Showing posts with label the nutter with the stutter. Show all posts
Showing posts with label the nutter with the stutter. Show all posts

Friday, 20 August 2010

Scorched Earth

Capitalists@Work has been running an interesting series on how the Labour government scorched the earth, not just in terms of slashing and burning the money, but also in terms of the legal landmines they left behind.

Not only profligate with someone else's money, but devious and vicious in making it as difficult as possible to pick up the pieces.

Of course, if the coalition was serious about the "great reform bill", it would be the work of a week to list every bit of legislation created by New Labour and quite simply repeal the fucking lot. If there was anything useful, it could almost certainly be re-drafted (better) and re-voted upon.

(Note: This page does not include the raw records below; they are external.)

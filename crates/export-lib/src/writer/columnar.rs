//! Columnar encoding strategy

use crate::error::ExportError;

/// Converts the CSV rendering of a record set into a columnar file
pub trait ColumnarEncoder: Send + Sync {
    /// Encoder name for logs
    fn name(&self) -> &'static str;

    /// Encode a complete CSV document (header row included)
    fn encode(&self, csv: &[u8]) -> Result<Vec<u8>, ExportError>;
}

#[cfg(feature = "parquet")]
pub use self::parquet_encoder::ParquetEncoder;

#[cfg(feature = "parquet")]
mod parquet_encoder {
    use arrow::csv::ReaderBuilder;
    use arrow::datatypes::{DataType, Field, Schema, SchemaRef};
    use parquet::arrow::ArrowWriter;
    use parquet::basic::Compression;
    use parquet::file::properties::WriterProperties;
    use regex::Regex;
    use std::io::Cursor;
    use std::sync::Arc;
    use tracing::debug;

    use super::ColumnarEncoder;
    use crate::error::ExportError;
    use crate::models::CSV_HEADER;

    /// Columns before this index are text; the metrics that follow are floats
    const FIRST_METRIC_COLUMN: usize = 15;
    const LAST_METRIC_COLUMN: usize = 30;

    /// Snappy-compressed Parquet encoder backed by Arrow
    #[derive(Debug, Clone)]
    pub struct ParquetEncoder {
        batch_size: usize,
    }

    impl Default for ParquetEncoder {
        fn default() -> Self {
            Self { batch_size: 8192 }
        }
    }

    impl ParquetEncoder {
        /// Arrow schema mirroring the CSV header
        pub fn schema() -> SchemaRef {
            let fields: Vec<Field> = CSV_HEADER
                .iter()
                .enumerate()
                .map(|(i, name)| {
                    let data_type = if (FIRST_METRIC_COLUMN..=LAST_METRIC_COLUMN).contains(&i) {
                        DataType::Float64
                    } else {
                        DataType::Utf8
                    };
                    Field::new(*name, data_type, false)
                })
                .collect();
            Arc::new(Schema::new(fields))
        }
    }

    impl ColumnarEncoder for ParquetEncoder {
        fn name(&self) -> &'static str {
            "parquet"
        }

        fn encode(&self, csv: &[u8]) -> Result<Vec<u8>, ExportError> {
            let schema = Self::schema();
            // Matches nothing: empty strings stay values, never nulls
            let never_null = Regex::new(r"^\b$")
                .map_err(|e| ExportError::Encode(e.to_string()))?;

            let reader = ReaderBuilder::new(schema.clone())
                .with_header(true)
                .with_batch_size(self.batch_size)
                .with_null_regex(never_null)
                .build(Cursor::new(csv))
                .map_err(|e| ExportError::Encode(format!("failed to read CSV: {}", e)))?;

            let props = WriterProperties::builder()
                .set_compression(Compression::SNAPPY)
                .build();
            let mut out = Vec::new();
            let mut writer = ArrowWriter::try_new(&mut out, schema, Some(props))
                .map_err(|e| ExportError::Encode(format!("failed to create parquet writer: {}", e)))?;

            let mut rows = 0usize;
            for batch in reader {
                let batch =
                    batch.map_err(|e| ExportError::Encode(format!("failed to read CSV: {}", e)))?;
                rows += batch.num_rows();
                writer
                    .write(&batch)
                    .map_err(|e| ExportError::Encode(format!("failed to write parquet: {}", e)))?;
            }
            writer
                .close()
                .map_err(|e| ExportError::Encode(format!("failed to finish parquet: {}", e)))?;

            debug!(rows = rows, bytes = out.len(), "Encoded parquet artifact");
            Ok(out)
        }
    }

}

But, of course, they aren't. They're just a bunch of makeweights and dullards playing the game of politics, posturing as emptily and vacuously as the mad Scot or the cunto di tutti cunti did before him.

Useless cock-suckers.

Sunday, 6 June 2010

Thursday, 29 April 2010

A gurning fuck knuckle speaks

I just watched "it", you know, the snot-gargling Scottish fuckmonkey's latest clusterfuck (because somehow, "faux pas" just doesn't cut it) and the thing that struck me was his rictus grin during his equally appalling mea culpa press meeting.

It wasn't the embarrassed, shamefaced grin of someone ashamed of what they've done. It was the arrogant sneer of someone saying "well, if I do this little thing, I can get away with fucking anything - you people are so fucking dumb."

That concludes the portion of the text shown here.